Recently, I confessed—again—that there are times when I’m more intimidated by the world’s problems, the church’s challenges, and my own “stuff,” than I’m confident in the presence and power of God.

When the heat is on and the pressure is high, hope evaporates and joy wilts. In such arid seasons, I want to trust the way of Jesus which unflinchingly acknowledges, remarkably outlasts, and gradually transforms everything which threatens human flourishing. 

It helps to remember that Jesus made his claims for God’s peaceable commonwealth in the face of imperial violence and oppression. He called for mercy in a land governed by tyrants. He was executed as the result of a conspiracy between religious and political powerbrokers. 

By raising Jesus from the dead, God demonstrated that life is stronger than death. Love is mightier than fear. God’s refreshing energy flows in the desert of difficulty.

Whatever work we do for the sake of justice, reconciliation, and wholeness—however modest it is—expresses and intensifies the recreating and redeeming power of God.  Our efforts become part of God’s relentless determination to heal us and to restore creation.

I don’t pretend to know how God uses our prayers and actions, but I trust that God does: nothing born of mercy, nurtured by grace, and nourished by hope is ever lost. “Love wins” is the gospel and not just for the world’s crises and the church’s challenges.

It’s also the good news for us when we’re in a brewing tempest of trouble, a blistering whirlwind of busyness, and a blinding storm of confusion.

A few years ago, as I was running breathlessly from one thing to another and showing signs of irritation and impatience, a friend asked me: “Do you think Jesus wants you to live the way you’re living?” 

Her question made me angry.
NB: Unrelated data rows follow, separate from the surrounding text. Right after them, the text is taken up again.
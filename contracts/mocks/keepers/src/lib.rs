use cosmwasm_std::{Coin, Empty, MemoryStorage, Order, StdError, StdResult, Uint128};
use cw_storage_plus::{Item, Map};
use cw_utils::Expiration;
use ethabi::Address;
use outpost::{
    AuthzKeeper, Grant, Keepers, Log, MsgTransfer, MsgTransferResponse, StateDb, TokenPair,
    TokenPairRegistry, TransferAuthorization, TransferKeeper, TRANSFER_MSG_TYPE_URL,
};

// denom => token pair
pub const TOKEN_PAIRS: Map<&str, TokenPair> = Map::new("token_pairs");

// (grantee, granter, msg_type_url) => grant
pub const GRANTS: Map<(&[u8], &[u8], &str), Grant> = Map::new("grants");

// (port_id, channel_id) => ()
pub const OPEN_CHANNELS: Map<(&str, &str), Empty> = Map::new("open_chans");

// (port_id, channel_id) => next sequence
pub const NEXT_SEQUENCES: Map<(&str, &str), u64> = Map::new("next_seqs");

// (address, denom) => amount
pub const BALANCES: Map<(&str, &str), Uint128> = Map::new("balances");

// (channel_id, sequence) => transfer
pub const PACKETS: Map<(&str, u64), MsgTransfer> = Map::new("packets");

// number of transfers rejected, for asserting that nothing was sent
pub const REJECTED: Item<u64> = Item::new("rejected");

#[derive(Default)]
pub struct MockTokenPairs {
    storage: MemoryStorage,
}

impl MockTokenPairs {
    pub fn register(&mut self, pair: TokenPair) -> StdResult<()> {
        TOKEN_PAIRS.save(&mut self.storage, &pair.denom, &pair)
    }
}

impl TokenPairRegistry for MockTokenPairs {
    fn token_pair(&self, denom: &str) -> StdResult<Option<TokenPair>> {
        TOKEN_PAIRS.may_load(&self.storage, denom)
    }
}

#[derive(Default)]
pub struct MockAuthz {
    storage: MemoryStorage,
}

impl MockAuthz {
    /// Grant `grantee` the right to transfer `granter`'s tokens.
    pub fn grant_transfer(
        &mut self,
        grantee: &Address,
        granter: &Address,
        authorization: TransferAuthorization,
        expiration: Expiration,
    ) -> StdResult<()> {
        self.save_grant(grantee, granter, &authorization, expiration)
    }

    pub fn transfer_grant(&self, grantee: &Address, granter: &Address) -> StdResult<Option<Grant>> {
        self.grant(grantee, granter, TRANSFER_MSG_TYPE_URL)
    }
}

impl AuthzKeeper for MockAuthz {
    fn grant(&self, grantee: &Address, granter: &Address, msg_type_url: &str) -> StdResult<Option<Grant>> {
        GRANTS.may_load(&self.storage, (grantee.as_bytes(), granter.as_bytes(), msg_type_url))
    }

    fn save_grant(
        &mut self,
        grantee: &Address,
        granter: &Address,
        authorization: &TransferAuthorization,
        expiration: Expiration,
    ) -> StdResult<()> {
        GRANTS.save(
            &mut self.storage,
            (grantee.as_bytes(), granter.as_bytes(), TRANSFER_MSG_TYPE_URL),
            &Grant {
                authorization: authorization.clone(),
                expiration,
            },
        )
    }

    fn delete_grant(&mut self, grantee: &Address, granter: &Address, msg_type_url: &str) -> StdResult<()> {
        let key = (grantee.as_bytes(), granter.as_bytes(), msg_type_url);

        if !GRANTS.has(&self.storage, key) {
            return Err(StdError::not_found("grant"));
        }

        GRANTS.remove(&mut self.storage, key);
        Ok(())
    }
}

/// Escrows the sender's balance and records the packet, like the ICS-20
/// transfer module does when the sending chain is the token's source.
#[derive(Default)]
pub struct MockTransfer {
    storage: MemoryStorage,
}

impl MockTransfer {
    pub fn open_channel(&mut self, port_id: &str, channel_id: &str) -> StdResult<()> {
        OPEN_CHANNELS.save(&mut self.storage, (port_id, channel_id), &Empty {})
    }

    pub fn close_channel(&mut self, port_id: &str, channel_id: &str) {
        OPEN_CHANNELS.remove(&mut self.storage, (port_id, channel_id));
    }

    pub fn set_balance(&mut self, address: &str, coin: Coin) -> StdResult<()> {
        BALANCES.save(&mut self.storage, (address, coin.denom.as_str()), &coin.amount)
    }

    pub fn balance(&self, address: &str, denom: &str) -> StdResult<Uint128> {
        Ok(BALANCES.may_load(&self.storage, (address, denom))?.unwrap_or_default())
    }

    /// All packets sent so far, ordered by channel and sequence.
    pub fn packets(&self) -> StdResult<Vec<(u64, MsgTransfer)>> {
        PACKETS
            .range(&self.storage, None, None, Order::Ascending)
            .map(|item| {
                let ((_, sequence), msg) = item?;
                Ok((sequence, msg))
            })
            .collect()
    }

    pub fn rejected(&self) -> StdResult<u64> {
        Ok(REJECTED.may_load(&self.storage)?.unwrap_or(0))
    }

    fn try_transfer(&mut self, msg: &MsgTransfer) -> StdResult<MsgTransferResponse> {
        let channel = (msg.source_port.as_str(), msg.source_channel.as_str());

        if !OPEN_CHANNELS.has(&self.storage, channel) {
            return Err(StdError::generic_err(format!(
                "channel {}/{} not found or closed",
                msg.source_port, msg.source_channel,
            )));
        }

        let balance = self.balance(&msg.sender, &msg.token.denom)?;
        let Ok(balance_after) = balance.checked_sub(msg.token.amount) else {
            return Err(StdError::generic_err(format!(
                "insufficient funds: {balance}{} is smaller than {}",
                msg.token.denom, msg.token,
            )));
        };

        let sequence = NEXT_SEQUENCES.may_load(&self.storage, channel)?.unwrap_or(1);

        BALANCES.save(&mut self.storage, (msg.sender.as_str(), msg.token.denom.as_str()), &balance_after)?;
        NEXT_SEQUENCES.save(&mut self.storage, channel, &(sequence + 1))?;
        PACKETS.save(&mut self.storage, (msg.source_channel.as_str(), sequence), msg)?;

        Ok(MsgTransferResponse {
            sequence,
        })
    }
}

impl TransferKeeper for MockTransfer {
    fn transfer(&mut self, msg: &MsgTransfer) -> StdResult<MsgTransferResponse> {
        match self.try_transfer(msg) {
            Ok(res) => Ok(res),
            Err(err) => {
                // the counter lives outside the transfer's own state changes
                let rejected = self.rejected()?;
                REJECTED.save(&mut self.storage, &(rejected + 1))?;
                Err(err)
            },
        }
    }
}

#[derive(Default)]
pub struct MockStateDb {
    logs: Vec<Log>,
    reject: bool,
}

impl MockStateDb {
    pub fn logs(&self) -> &[Log] {
        &self.logs
    }

    /// Make every subsequent `add_log` call fail.
    pub fn reject_logs(&mut self) {
        self.reject = true;
    }
}

impl StateDb for MockStateDb {
    fn add_log(&mut self, log: Log) -> StdResult<()> {
        if self.reject {
            return Err(StdError::generic_err("state db rejected the log"));
        }

        self.logs.push(log);
        Ok(())
    }
}

/// All the mock keepers of one chain.
#[derive(Default)]
pub struct MockChain {
    pub token_pairs: MockTokenPairs,
    pub authz: MockAuthz,
    pub transfer: MockTransfer,
    pub state_db: MockStateDb,
}

impl MockChain {
    pub fn keepers(&mut self) -> Keepers<'_> {
        Keepers {
            token_pairs: &self.token_pairs,
            authz: &mut self.authz,
            transfer: &mut self.transfer,
            state_db: &mut self.state_db,
        }
    }
}

// ----------------------------------- Tests -----------------------------------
It also pushed me to confront how out-of-sync I was with what I claim to value. I had a painful and liberating realization. I said: “No. Jesus isn’t my problem.” My problem was the demands I’d placed on myself and the expectations of other people I’d shouldered, without much thought about whether or not they were right and reasonable.
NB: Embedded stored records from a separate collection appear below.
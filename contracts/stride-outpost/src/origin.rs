use ethabi::Address;
use outpost::hex_address;

use crate::{
    error::{ContractError, ContractResult},
    msg::CallContext,
};

/// Who is transferring whose funds.
///
/// The sender declared in the call arguments is reconciled against the actual
/// call frame:
///
/// - if the caller is the declared sender, the funds are the origin's (a
///   contract may declare itself as the sender to act for the origin);
/// - otherwise the declared sender must be the origin itself;
/// - anything else is an attempt to move someone else's funds.
///
/// Whenever the caller is not the origin, the caller acts on the origin's
/// behalf and needs an authz grant from it.
#[derive(Debug, Clone, Copy, PartialEq, Eq)]
pub enum CallOrigin {
    /// The origin called the precompile itself. No grant is needed.
    Direct {
        sender: Address,
    },

    /// A contract called the precompile on behalf of the origin. The contract
    /// (grantee) must hold a grant from the sender (granter).
    Delegated {
        sender: Address,
        grantee: Address,
    },

    /// The declared sender is neither the caller nor the origin.
    Forbidden {
        origin: Address,
        sender: Address,
    },
}

impl CallOrigin {
    pub fn classify(ctx: &CallContext, declared_sender: Address) -> Self {
        let sender = if ctx.caller == declared_sender {
            ctx.origin
        } else if declared_sender != ctx.origin {
            return CallOrigin::Forbidden {
                origin: ctx.origin,
                sender: declared_sender,
            };
        } else {
            declared_sender
        };

        if ctx.caller == ctx.origin {
            CallOrigin::Direct {
                sender,
            }
        } else {
            CallOrigin::Delegated {
                sender,
                grantee: ctx.caller,
            }
        }
    }

    /// The account whose funds are transferred.
    pub fn sender(&self) -> ContractResult<Address> {
        match self {
            CallOrigin::Direct { sender } | CallOrigin::Delegated { sender, .. } => Ok(*sender),
            CallOrigin::Forbidden { origin, sender } => Err(ContractError::ForbiddenSender {
                origin: hex_address(origin),
                sender: hex_address(sender),
            }),
        }
    }
}

// ----------------------------------- Tests -----------------------------------

#[cfg(test)]
mod tests {
    use super::*;

    const ORIGIN: Address = Address::repeat_byte(0x11);
    const CONTRACT: Address = Address::repeat_byte(0x22);
    const STRANGER: Address = Address::repeat_byte(0x33);

    fn ctx(caller: Address) -> CallContext {
        CallContext {
            origin: ORIGIN,
            caller,
        }
    }

    #[test]
    fn direct_call() {
        let origin = CallOrigin::classify(&ctx(ORIGIN), ORIGIN);
        assert_eq!(
            origin,
            CallOrigin::Direct {
                sender: ORIGIN,
            },
        );
        assert_eq!(origin.sender().unwrap(), ORIGIN);
    }

    #[test]
    fn delegated_call() {
        // contract declares the origin as sender
        let origin = CallOrigin::classify(&ctx(CONTRACT), ORIGIN);
        assert_eq!(
            origin,
            CallOrigin::Delegated {
                sender: ORIGIN,
                grantee: CONTRACT,
            },
        );

        // contract declares itself as sender; the funds are still the origin's
        let origin = CallOrigin::classify(&ctx(CONTRACT), CONTRACT);
        assert_eq!(
            origin,
            CallOrigin::Delegated {
                sender: ORIGIN,
                grantee: CONTRACT,
            },
        );
        assert_eq!(origin.sender().unwrap(), ORIGIN);
    }

    #[test]
    fn impersonation() {
        for caller in [ORIGIN, CONTRACT] {
            let origin = CallOrigin::classify(&ctx(caller), STRANGER);
            assert_eq!(
                origin,
                CallOrigin::Forbidden {
                    origin: ORIGIN,
                    sender: STRANGER,
                },
            );
            assert!(matches!(origin.sender(), Err(ContractError::ForbiddenSender { .. })));
        }
    }
}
I’d like to be able to say that the insight which came from my friend’s confrontation changed me permanently. It didn’t.  I frustrate myself with my reluctance to say “yes” only to gracious invitations of the tender Spirit and to say “no” to the coercive impositions of my irrational fears and unbaptized ambitions.
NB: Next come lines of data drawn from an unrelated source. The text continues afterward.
//! Client handle and builder.
//!
//! [`WireLinkClient`] is a cheap-to-clone handle onto the background
//! session task; every clone talks to the same connection, session id,
//! subscription registry, and listener registry. Dropping the last handle
//! shuts the task down.
//!
//! # Example
//!
//! ```rust,no_run
//! use wirelink::{ExtraFilter, WireLinkClient};
//!
//! # async fn run() -> wirelink::Result<()> {
//! let client = WireLinkClient::builder("ws://localhost:8080/ws").build()?;
//! client.connect()?;
//!
//! let sub = client
//!     .subscribe("jmx", "service:jmx-local", "org.helios:*", ExtraFilter::None, |event| {
//!         println!("event: {}", event);
//!     })
//!     .await?;
//! println!("subscribed as {:?}", sub.server_subscription_id());
//! # Ok(())
//! # }
//! ```

use crate::connection::{session_task, Cmd, SessionConfig};
use crate::error::{Result, WireLinkError};
use crate::event_handlers::EventHandlers;
use crate::listeners::MessageListener;
use crate::models::{ConnectionState, ExtraFilter, RequestBody};
use crate::subscription::{Subscription, SubscriptionSpec};
use crate::timeouts::{ConnectionOptions, WireLinkTimeouts};
use crate::transport::{Transport, WsTransport};
use serde_json::Value as JsonValue;
use std::sync::atomic::{AtomicU64, Ordering};
use std::sync::{Arc, RwLock};
use tokio::sync::{mpsc, oneshot, watch};

/// Handle to one persistent server session.
#[derive(Clone)]
pub struct WireLinkClient {
    cmd_tx: mpsc::UnboundedSender<Cmd>,
    state_rx: watch::Receiver<ConnectionState>,
    session: Arc<RwLock<Option<String>>>,
    request_id: Arc<AtomicU64>,
}

impl WireLinkClient {
    /// Start building a client for `uri`.
    pub fn builder(uri: impl Into<String>) -> WireLinkClientBuilder {
        WireLinkClientBuilder::new().uri(uri)
    }

    /// Begin connecting. Returns immediately; observe progress through
    /// [`watch_state`](Self::watch_state) or the registered event handlers.
    /// A no-op while already connecting or connected.
    pub fn connect(&self) -> Result<()> {
        self.command(Cmd::Connect)
    }

    /// Close the connection and cancel any scheduled reconnect. The client
    /// stays usable; a later [`connect`](Self::connect) starts fresh.
    pub fn close(&self) -> Result<()> {
        self.command(Cmd::Close)
    }

    /// The connection state at this instant.
    pub fn state(&self) -> ConnectionState {
        *self.state_rx.borrow()
    }

    /// A watch receiver for observing connection state transitions.
    pub fn watch_state(&self) -> watch::Receiver<ConnectionState> {
        self.state_rx.clone()
    }

    /// Whether the transport is currently open.
    pub fn is_connected(&self) -> bool {
        self.state() == ConnectionState::Connected
    }

    /// The server-assigned session id, if the server has announced one on
    /// the current connection.
    pub fn session_id(&self) -> Option<String> {
        self.session.read().unwrap().clone()
    }

    /// Send a fire-and-forget request. Returns the assigned `rid`.
    ///
    /// Fails with [`WireLinkError::NotConnected`] unless the connection is
    /// currently open.
    pub fn send(&self, body: RequestBody) -> Result<u64> {
        self.send_inner(body, None)
    }

    /// Send a request and register a one-shot callback for its response.
    /// Returns the assigned `rid`.
    ///
    /// The callback fires at most once, from the session task. If the
    /// connection drops before the response arrives it is discarded without
    /// firing.
    pub fn send_with_callback(
        &self,
        body: RequestBody,
        callback: impl FnOnce(JsonValue) + Send + 'static,
    ) -> Result<u64> {
        self.send_inner(body, Some(Box::new(callback)))
    }

    /// Send a request and await its response.
    ///
    /// Resolves with [`WireLinkError::ConnectionLost`] if the connection
    /// drops before the response arrives.
    pub async fn request(&self, body: RequestBody) -> Result<JsonValue> {
        let (tx, rx) = oneshot::channel();
        self.send_with_callback(body, move |msg| {
            let _ = tx.send(msg);
        })?;
        rx.await.map_err(|_| WireLinkError::ConnectionLost)
    }

    /// Invoke a named service operation with optional arguments, routing
    /// the response to `callback`. Returns the assigned `rid`.
    pub fn svc_op(
        &self,
        svc: impl Into<String>,
        op: impl Into<String>,
        args: Option<JsonValue>,
        callback: impl FnOnce(JsonValue) + Send + 'static,
    ) -> Result<u64> {
        let mut body = RequestBody::service_op(svc, op);
        if let Some(args) = args {
            body = body.with_args(args);
        }
        self.send_with_callback(body, callback)
    }

    /// Announce this client to the server: `{t:"who", agent}`.
    pub fn send_who(&self, agent: impl Into<String>) -> Result<u64> {
        self.send(RequestBody::who(agent))
    }

    /// Register a standing subscription and await its handle.
    ///
    /// Subscriptions are deduplicated by the composite key of all four
    /// fields; subscribing twice with the same parameters returns a handle
    /// to the existing registration and sends nothing. While disconnected
    /// the registration is queued and issued once the connection is up, so
    /// the returned handle may not yet be confirmed.
    pub async fn subscribe(
        &self,
        es: impl Into<String>,
        esn: impl Into<String>,
        filter: impl Into<String>,
        extra: ExtraFilter,
        callback: impl Fn(JsonValue) + Send + Sync + 'static,
    ) -> Result<Subscription> {
        let spec = SubscriptionSpec {
            es: es.into(),
            esn: esn.into(),
            filter: filter.into(),
            extra,
        };
        let (tx, rx) = oneshot::channel();
        self.command(Cmd::Subscribe {
            spec,
            callback: Arc::new(callback),
            result_tx: tx,
        })?;
        rx.await.map_err(|_| WireLinkError::ClientClosed)
    }

    /// Cancel a subscription. Its callback stops firing, and if the server
    /// had confirmed it a best-effort stop request is sent.
    pub fn unsubscribe(&self, subscription: &Subscription) -> Result<()> {
        self.command(Cmd::Unsubscribe {
            key: subscription.key().to_string(),
        })
    }

    /// Register a listener that observes every inbound frame. A listener
    /// already present (by identity) is not added twice.
    pub fn add_listener(&self, listener: MessageListener) -> Result<()> {
        self.add_listeners(vec![listener])
    }

    /// Register several listeners at once.
    pub fn add_listeners(&self, listeners: Vec<MessageListener>) -> Result<()> {
        self.command(Cmd::AddListeners(listeners))
    }

    /// Remove a listener by identity. Unknown listeners are ignored.
    pub fn remove_listener(&self, listener: &MessageListener) -> Result<()> {
        self.remove_listeners(std::slice::from_ref(listener))
    }

    /// Remove several listeners by identity.
    pub fn remove_listeners(&self, listeners: &[MessageListener]) -> Result<()> {
        self.command(Cmd::RemoveListeners(listeners.to_vec()))
    }

    fn send_inner(
        &self,
        body: RequestBody,
        callback: Option<Box<dyn FnOnce(JsonValue) + Send>>,
    ) -> Result<u64> {
        if self.state() != ConnectionState::Connected {
            return Err(WireLinkError::NotConnected);
        }
        // The rid is assigned here so the caller has it before the frame is
        // on the wire. The counter is shared with the session task and never
        // reset, so ids stay unique across reconnects.
        let rid = self.request_id.fetch_add(1, Ordering::SeqCst);
        let frame = body.into_frame(rid);
        self.command(Cmd::Send { frame, callback })?;
        Ok(rid)
    }

    fn command(&self, cmd: Cmd) -> Result<()> {
        self.cmd_tx
            .send(cmd)
            .map_err(|_| WireLinkError::ClientClosed)
    }
}

impl std::fmt::Debug for WireLinkClient {
    fn fmt(&self, f: &mut std::fmt::Formatter<'_>) -> std::fmt::Result {
        f.debug_struct("WireLinkClient")
            .field("state", &self.state())
            .field("session_id", &self.session_id())
            .finish()
    }
}

/// Builder for [`WireLinkClient`].
pub struct WireLinkClientBuilder {
    uri: Option<String>,
    timeouts: WireLinkTimeouts,
    options: ConnectionOptions,
    handlers: EventHandlers,
    transport: Option<Box<dyn Transport>>,
}

impl Default for WireLinkClientBuilder {
    fn default() -> Self {
        Self::new()
    }
}

impl WireLinkClientBuilder {
    /// Create a builder with default timeouts and options.
    pub fn new() -> Self {
        Self {
            uri: None,
            timeouts: WireLinkTimeouts::default(),
            options: ConnectionOptions::default(),
            handlers: EventHandlers::new(),
            transport: None,
        }
    }

    /// The server URI, e.g. `ws://host:8080/ws`. Required.
    pub fn uri(mut self, uri: impl Into<String>) -> Self {
        self.uri = Some(uri.into());
        self
    }

    /// Override the default timeouts.
    pub fn timeouts(mut self, timeouts: WireLinkTimeouts) -> Self {
        self.timeouts = timeouts;
        self
    }

    /// Override the default connection options.
    pub fn connection_options(mut self, options: ConnectionOptions) -> Self {
        self.options = options;
        self
    }

    /// Register lifecycle event handlers.
    pub fn event_handlers(mut self, handlers: EventHandlers) -> Self {
        self.handlers = handlers;
        self
    }

    /// Swap in a custom transport. The default is [`WsTransport`].
    pub fn transport(mut self, transport: Box<dyn Transport>) -> Self {
        self.transport = Some(transport);
        self
    }

    /// Spawn the session task and return the client handle.
    ///
    /// Must be called from within a tokio runtime. The client starts
    /// disconnected; call [`WireLinkClient::connect`] to bring the
    /// connection up.
    pub fn build(self) -> Result<WireLinkClient> {
        let uri = self
            .uri
            .ok_or_else(|| WireLinkError::ConfigurationError("uri is required".to_string()))?;
        if !uri.starts_with("ws://") && !uri.starts_with("wss://") {
            return Err(WireLinkError::ConfigurationError(format!(
                "uri must use the ws:// or wss:// scheme, got {}",
                uri
            )));
        }
        let transport = self
            .transport
            .unwrap_or_else(|| Box::new(WsTransport::new()));

        let (cmd_tx, cmd_rx) = mpsc::unbounded_channel();
        let (state_tx, state_rx) = watch::channel(ConnectionState::Disconnected);
        let session = Arc::new(RwLock::new(None));
        let request_id = Arc::new(AtomicU64::new(0));

        let cfg = SessionConfig {
            uri,
            timeouts: self.timeouts,
            options: self.options,
            handlers: self.handlers,
            session: session.clone(),
            request_id: request_id.clone(),
            state_tx,
        };
        tokio::spawn(session_task(cmd_rx, transport, cfg));

        Ok(WireLinkClient {
            cmd_tx,
            state_rx,
            session,
            request_id,
        })
    }
}

#[cfg(test)]
mod tests {
    use super::*;

    #[test]
    fn build_requires_uri() {
        let err = WireLinkClientBuilder::new().build().unwrap_err();
        assert!(matches!(err, WireLinkError::ConfigurationError(_)));
    }

    #[test]
    fn build_rejects_non_websocket_scheme() {
        let err = WireLinkClient::builder("http://host/ws").build().unwrap_err();
        assert!(matches!(err, WireLinkError::ConfigurationError(_)));
    }

    #[tokio::test]
    async fn send_fails_while_disconnected() {
        let client = WireLinkClient::builder("ws://localhost:9").build().unwrap();
        let err = client.send(RequestBody::new("who")).unwrap_err();
        assert!(matches!(err, WireLinkError::NotConnected));
        assert_eq!(client.state(), ConnectionState::Disconnected);
        assert!(client.session_id().is_none());
    }
}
In A Testament of Devotion, Quaker Thomas Kelly said that God “never guides us into an intolerable scramble of panting feverishness.” That feverishness comes, he said, from our attempts to be “several selves at once.”

He’s right. My life is most unmanageable when it isn’t, in fact, my honest-to-God life–when I try to be all the “selves” I think I ought to be, rather than simply living from and for my deepest and truest identity as God’s beloved child.

Kelly also said: “Life is meant to be lived from a Center, a divine Center . . .  Life from the Center is a life of unhurried peace and power. It is simple. It is serene. It is amazing. It is triumphant. It is radiant. It takes no time, but it occupies all our time.” 

I’m off-Center, but I can hear Jesus’ calling me back to it: “Come to me, all you that are weary and are carrying heavy burdens, and I will give you rest. Take my yoke upon you, and learn from me; for I am gentle and humble in heart, and you will find rest for your souls. For my yoke is easy, and my burden is light.”